Darnell’s pre-jail prep class includes transforming his student’s Bel-Air mansion into a pretend prison, the household staff gleefully becoming its guards. Lessons include getting James in shape, teaching him how to fight and encouraging him to practice oral sex on men.
The first yields some laughs as the 6-foot-3 Ferrell uses the diminutive Hart as a barbell. But forced sex isn’t funny, no matter who’s doing the forcing or the gender of the parties involved. “Get Hard” traffics in other crude humor involving more than one look at Farrell’s naked tush and a tiring amount of puns on the film’s title.
Film Review Get HardDarnell knows one real ex-con, his cousin Russell (an ultra-charismatic Tip “T.I.” Harris), whom he turns to for actual help for James behind bars. James hits it off with Russell and his gangster pals when he shows them how they can “liquidate two bricks of cocaine” into hedge funds to make more money.
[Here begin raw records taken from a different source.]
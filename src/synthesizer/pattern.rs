//! Best-effort generation of a string matching a regular expression.
//! Handles the subset of syntax that appears in model constraints
//! (literals, classes, groups, alternation, the usual quantifiers); the
//! caller verifies the candidate against the compiled pattern and falls
//! back to a placeholder with a warning when generation misses.

/// Attempt to build a matching string. `None` means the pattern uses
/// syntax the generator does not understand.
pub fn generate(pattern: &str) -> Option<String> {
    let chars: Vec<char> = pattern.chars().collect();
    let mut pos = 0;
    let out = alternatives(&chars, &mut pos, true)?;
    if pos == chars.len() { Some(out) } else { None }
}

/// One alternation: generate the first alternative, skip the rest.
fn alternatives(chars: &[char], pos: &mut usize, top: bool) -> Option<String> {
    let out = sequence(chars, pos, top)?;
    while *pos < chars.len() && chars[*pos] == '|' {
        *pos += 1;
        skip_sequence(chars, pos, top)?;
    }
    Some(out)
}

fn sequence(chars: &[char], pos: &mut usize, top: bool) -> Option<String> {
    let mut out = String::new();
    while *pos < chars.len() {
        match chars[*pos] {
            '|' => break,
            ')' if !top => break,
            ')' => return None,
            _ => {
                let atom = atom(chars, pos)?;
                let (min, _) = quantifier(chars, pos)?;
                for _ in 0..min {
                    out.push_str(&atom);
                }
            }
        }
    }
    Some(out)
}

/// Consume an alternative without keeping its output.
fn skip_sequence(chars: &[char], pos: &mut usize, top: bool) -> Option<()> {
    sequence(chars, pos, top).map(|_| ())
}

fn atom(chars: &[char], pos: &mut usize) -> Option<String> {
    match chars[*pos] {
        '^' | '$' => {
            *pos += 1;
            Some(String::new())
        }
        '(' => {
            *pos += 1;
            // Non-capturing prefix.
            if chars.get(*pos) == Some(&'?') && chars.get(*pos + 1) == Some(&':') {
                *pos += 2;
            } else if chars.get(*pos) == Some(&'?') {
                return None;
            }
            let inner = alternatives(chars, pos, false)?;
            if chars.get(*pos) != Some(&')') {
                return None;
            }
            *pos += 1;
            Some(inner)
        }
        '[' => {
            *pos += 1;
            class_char(chars, pos).map(|c| c.to_string())
        }
        '\\' => {
            *pos += 1;
            let escaped = *chars.get(*pos)?;
            *pos += 1;
            Some(escape_char(escaped)?.to_string())
        }
        '.' => {
            *pos += 1;
            Some("a".to_string())
        }
        '*' | '+' | '?' | '{' => None,
        literal => {
            *pos += 1;
            Some(literal.to_string())
        }
    }
}

/// Pick the first concrete character of a class and skip to its `]`.
fn class_char(chars: &[char], pos: &mut usize) -> Option<char> {
    if chars.get(*pos) == Some(&'^') {
        // Negated classes are rare in model patterns; not worth guessing.
        return None;
    }
    let mut picked = None;
    while *pos < chars.len() && chars[*pos] != ']' {
        let c = match chars[*pos] {
            '\\' => {
                *pos += 1;
                let escaped = *chars.get(*pos)?;
                *pos += 1;
                escape_char(escaped)?
            }
            other => {
                *pos += 1;
                other
            }
        };
        // Range tail, e.g. the "-z" of "a-z": the range start already won.
        if chars.get(*pos) == Some(&'-') && chars.get(*pos + 1) != Some(&']') {
            *pos += 2;
        }
        picked.get_or_insert(c);
    }
    if chars.get(*pos) != Some(&']') {
        return None;
    }
    *pos += 1;
    picked
}

fn escape_char(escaped: char) -> Option<char> {
    match escaped {
        'd' => Some('7'),
        'w' => Some('a'),
        's' => Some(' '),
        'n' => Some('\n'),
        't' => Some('\t'),
        'D' | 'W' | 'S' | 'b' | 'B' => None,
        other => Some(other),
    }
}

/// Minimum (and declared maximum, if bounded) repetition of the atom.
fn quantifier(chars: &[char], pos: &mut usize) -> Option<(usize, Option<usize>)> {
    match chars.get(*pos) {
        Some('?') => {
            *pos += 1;
            Some((0, Some(1)))
        }
        Some('*') => {
            *pos += 1;
            Some((0, None))
        }
        Some('+') => {
            *pos += 1;
            Some((1, None))
        }
        Some('{') => {
            *pos += 1;
            let mut min = String::new();
            while chars.get(*pos).is_some_and(|c| c.is_ascii_digit()) {
                min.push(chars[*pos]);
                *pos += 1;
            }
            let min: usize = min.parse().ok()?;
            let max = match chars.get(*pos) {
                Some(',') => {
                    *pos += 1;
                    let mut max = String::new();
                    while chars.get(*pos).is_some_and(|c| c.is_ascii_digit()) {
                        max.push(chars[*pos]);
                        *pos += 1;
                    }
                    if max.is_empty() { None } else { Some(max.parse().ok()?) }
                }
                _ => Some(min),
            };
            if chars.get(*pos) != Some(&'}') {
                return None;
            }
            *pos += 1;
            Some((min, max))
        }
        _ => Some((1, Some(1))),
    }
}

#[cfg(test)]
mod tests {
    use super::*;
    use regex::Regex;

    fn assert_generates(pattern: &str) {
        let candidate = generate(pattern).unwrap_or_else(|| panic!("no candidate for {pattern}"));
        let anchored = Regex::new(&format!("^(?:{pattern})$")).unwrap();
        assert!(
            anchored.is_match(&candidate),
            "'{candidate}' does not match {pattern}"
        );
    }

    #[test]
    fn generates_for_common_model_patterns() {
        assert_generates("[A-Z][a-z]+");
        assert_generates("\\d{3}-\\d{2}");
        assert_generates("(yes|no)");
        assert_generates("ICD-(?:10|11)-[A-Z]\\d*");
        assert_generates("^v\\d+(\\.\\d+)?$");
    }

    #[test]
    fn gives_up_on_negated_classes() {
        assert_eq!(generate("[^abc]+"), None);
    }

    #[test]
    fn rejects_trailing_garbage() {
        assert_eq!(generate("a)"), None);
    }
}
“Wall Street, man. Those are the real criminals,” one gangster says.
Right. This is supposed to be a parody of the One Percent.
The film is guilty of occasionally underlining its jokes like this. James even uses the phrase “teachable moment” after a heated racial encounter — and not ironically.
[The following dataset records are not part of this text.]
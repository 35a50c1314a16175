use chrono::{DateTime, NaiveDate, NaiveTime};
use serde::{Deserialize, Serialize};
use serde_json::Value;

use crate::assembler::{Fragment, Node};
use crate::catalogue::emit::{self, EmitContext};
use crate::catalogue::{ComponentMeta, Identity};
use crate::error::FieldError;

/// Comparable base kind an interval is typed over. Endpoint values carry
/// this kind's representation and are checked against it on validation.
#[derive(Debug, Clone, Copy, PartialEq, Eq, Serialize, Deserialize)]
#[serde(rename_all = "kebab-case")]
pub enum IntervalKind {
    Integer,
    Decimal,
    Date,
    Time,
    DateTime,
    Duration,
}

impl IntervalKind {
    pub fn xs_type(&self) -> &'static str {
        match self {
            IntervalKind::Integer => "xs:integer",
            IntervalKind::Decimal => "xs:decimal",
            IntervalKind::Date => "xs:date",
            IntervalKind::Time => "xs:time",
            IntervalKind::DateTime => "xs:dateTime",
            IntervalKind::Duration => "xs:duration",
        }
    }

    pub fn name(&self) -> &'static str {
        match self {
            IntervalKind::Integer => "integer",
            IntervalKind::Decimal => "decimal",
            IntervalKind::Date => "date",
            IntervalKind::Time => "time",
            IntervalKind::DateTime => "date-time",
            IntervalKind::Duration => "duration",
        }
    }

    fn check(&self, value: &Value) -> Result<(), String> {
        match self {
            IntervalKind::Integer => {
                if value.as_i64().is_some() {
                    Ok(())
                } else {
                    Err(format!("'{value}' is not an integer"))
                }
            }
            IntervalKind::Decimal => {
                if value.as_f64().is_some() {
                    Ok(())
                } else {
                    Err(format!("'{value}' is not a decimal"))
                }
            }
            IntervalKind::Date => parse_str(value, |s| {
                NaiveDate::parse_from_str(s, "%Y-%m-%d").map(|_| ())
            }),
            IntervalKind::Time => parse_str(value, |s| {
                NaiveTime::parse_from_str(s, "%H:%M:%S").map(|_| ())
            }),
            IntervalKind::DateTime => {
                parse_str(value, |s| DateTime::parse_from_rfc3339(s).map(|_| ()))
            }
            IntervalKind::Duration => match value.as_str() {
                Some(s) if s.starts_with('P') && s.len() > 1 => Ok(()),
                _ => Err(format!("'{value}' is not an ISO 8601 duration")),
            },
        }
    }
}

fn parse_str<E: std::fmt::Display>(
    value: &Value,
    parse: impl Fn(&str) -> Result<(), E>,
) -> Result<(), String> {
    match value.as_str() {
        Some(s) => parse(s).map_err(|e| format!("'{s}': {e}")),
        None => Err(format!("'{value}' is not a string")),
    }
}

/// One interval endpoint: `value: None` marks the side as unbounded, and
/// `inclusive` only matters on bounded sides.
#[derive(Debug, Clone, PartialEq, Serialize, Deserialize)]
pub struct IntervalBound {
    pub value: Option<Value>,
    #[serde(default = "default_inclusive")]
    pub inclusive: bool,
}

fn default_inclusive() -> bool {
    true
}

impl IntervalBound {
    pub fn unbounded() -> Self {
        Self {
            value: None,
            inclusive: false,
        }
    }

    pub fn inclusive(value: impl Into<Value>) -> Self {
        Self {
            value: Some(value.into()),
            inclusive: true,
        }
    }

    pub fn exclusive(value: impl Into<Value>) -> Self {
        Self {
            value: Some(value.into()),
            inclusive: false,
        }
    }

    fn emit(&self, name: &str, kind: IntervalKind) -> Node {
        let mut node = Node::new("xs:element")
            .attr("name", name)
            .attr("type", kind.xs_type());
        match &self.value {
            Some(value) => {
                node = node
                    .attr("bounded", "true")
                    .attr("inclusive", self.inclusive.to_string())
                    .attr("value", render_value(value));
            }
            None => node = node.attr("bounded", "false"),
        }
        node
    }
}

fn render_value(value: &Value) -> String {
    match value {
        Value::String(s) => s.clone(),
        other => other.to_string(),
    }
}

/// Interval component typed over one comparable base kind, with
/// inclusive/exclusive and bounded/unbounded flags on each endpoint.
#[derive(Debug, Clone, PartialEq, Serialize, Deserialize)]
pub struct IntervalDef {
    pub meta: ComponentMeta,
    pub kind: IntervalKind,
    pub lower: IntervalBound,
    pub upper: IntervalBound,
}

impl IntervalDef {
    pub fn new(label: impl Into<String>, kind: IntervalKind) -> Self {
        Self {
            meta: ComponentMeta::new(label),
            kind,
            lower: IntervalBound::unbounded(),
            upper: IntervalBound::unbounded(),
        }
    }

    pub fn with_lower(mut self, lower: IntervalBound) -> Self {
        self.lower = lower;
        self
    }

    pub fn with_upper(mut self, upper: IntervalBound) -> Self {
        self.upper = upper;
        self
    }

    pub fn validate(&self) -> Result<(), FieldError> {
        self.meta.validate()?;
        for bound in [&self.lower, &self.upper] {
            if let Some(value) = &bound.value {
                self.kind.check(value).map_err(|message| {
                    FieldError::IntervalEndpointMismatch {
                        kind: self.kind.name().to_string(),
                        message,
                    }
                })?;
            }
        }
        if matches!(self.kind, IntervalKind::Integer | IntervalKind::Decimal) {
            if let (Some(lower), Some(upper)) = (
                self.lower.value.as_ref().and_then(Value::as_f64),
                self.upper.value.as_ref().and_then(Value::as_f64),
            ) {
                if lower > upper {
                    return Err(FieldError::InvertedInterval);
                }
            }
        }
        Ok(())
    }

    pub fn emit_fragment(&self, _ctx: &EmitContext<'_>) -> Fragment {
        let body = vec![
            self.lower.emit("lower", self.kind),
            self.upper.emit("upper", self.kind),
        ];
        Fragment::new(emit::definition(&self.meta, body))
    }
}

/// Named sub-range of an ordered leaf's value space, owning exactly one
/// interval component.
#[derive(Debug, Clone, PartialEq, Serialize, Deserialize)]
pub struct ReferenceRange {
    pub meta: ComponentMeta,
    /// What the range means clinically, e.g. "normal" or "critical".
    pub meaning: String,
    pub interval: Option<Identity>,
}

impl ReferenceRange {
    pub fn new(label: impl Into<String>, meaning: impl Into<String>) -> Self {
        Self {
            meta: ComponentMeta::new(label),
            meaning: meaning.into(),
            interval: None,
        }
    }

    pub fn with_interval(mut self, interval: Identity) -> Self {
        self.interval = Some(interval);
        self
    }

    pub fn validate(&self) -> Result<(), FieldError> {
        self.meta.validate()?;
        if self.interval.is_none() {
            return Err(FieldError::MissingInterval);
        }
        Ok(())
    }

    pub fn emit_fragment(&self, ctx: &EmitContext<'_>) -> Fragment {
        let mut body = vec![
            Node::new("xs:element")
                .attr("name", "meaning")
                .attr("type", "xs:string")
                .attr("fixed", &self.meaning),
        ];
        if let Some(interval) = &self.interval {
            body.push(emit::reference(ctx, interval));
        }
        Fragment::new(emit::definition(&self.meta, body))
    }
}

#[cfg(test)]
mod tests {
    use super::*;

    #[test]
    fn endpoint_must_agree_with_kind() {
        let interval = IntervalDef::new("Range", IntervalKind::Date)
            .with_lower(IntervalBound::inclusive(10));
        assert!(matches!(
            interval.validate(),
            Err(FieldError::IntervalEndpointMismatch { .. })
        ));
    }

    #[test]
    fn inverted_numeric_interval_rejected() {
        let interval = IntervalDef::new("Range", IntervalKind::Integer)
            .with_lower(IntervalBound::inclusive(20))
            .with_upper(IntervalBound::inclusive(10));
        assert!(matches!(interval.validate(), Err(FieldError::InvertedInterval)));
    }

    #[test]
    fn unbounded_sides_always_agree() {
        let interval = IntervalDef::new("Range", IntervalKind::Duration)
            .with_upper(IntervalBound::exclusive("P30D"));
        assert!(interval.validate().is_ok());
    }

    #[test]
    fn reference_range_requires_interval() {
        let range = ReferenceRange::new("Normal", "normal");
        assert!(matches!(range.validate(), Err(FieldError::MissingInterval)));
    }
}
Stars and producers of “Get Hard” defended the film after its premiere at South by Southwest last week, where some viewers and critics called it racist and homophobic.
So when does satire become an expression of the very sentiment it hopes to ridicule?
James’ initial bias against blacks is overt. He’s afraid of Darnell when they first meet, and openly assumes he has been to jail because of his race, citing the statistical likelihood. That can work as satire.
But when Darnell misses all of James’ literary references, is that satire, or is it racist and classist?
James has two female love interests, one white and one black. The black woman does more twerking than speaking on screen. Does that satirize a racist and sexist stereotype, or reinforce it?
It’s tricky territory to tread, and “Get Hard” doesn’t always get it right, but in a nation where racial and economic divides are growing issues, it deserves credit for trying. The film stays afloat on the goofy charm of its two leads, a great soundtrack with music from Nicki Minaj, T.I. and The Pharcyde, and an undercurrent of truth.
Los Angeles is a real reflection of economic disparity, from the Colosseum-like grandeur of James’ Bel-Air home to the magnetometers in front of (fictional) Lower South Central elementary school. The country really does have a prison problem, jailing more of its citizens than anywhere in the world, black men at six times the rate of whites.
One of the biggest leaps here is that a wealthy Wall Street scoundrel would be facing hard time. Sandy Cohen, AP Entertainment Writer

“Get Hard,” a Warner Bros. release, is rated R by the Motion Picture Association of America for “pervasive crude and sexual content and language, some graphic nudity, and drug material.” Running time: 99 minutes.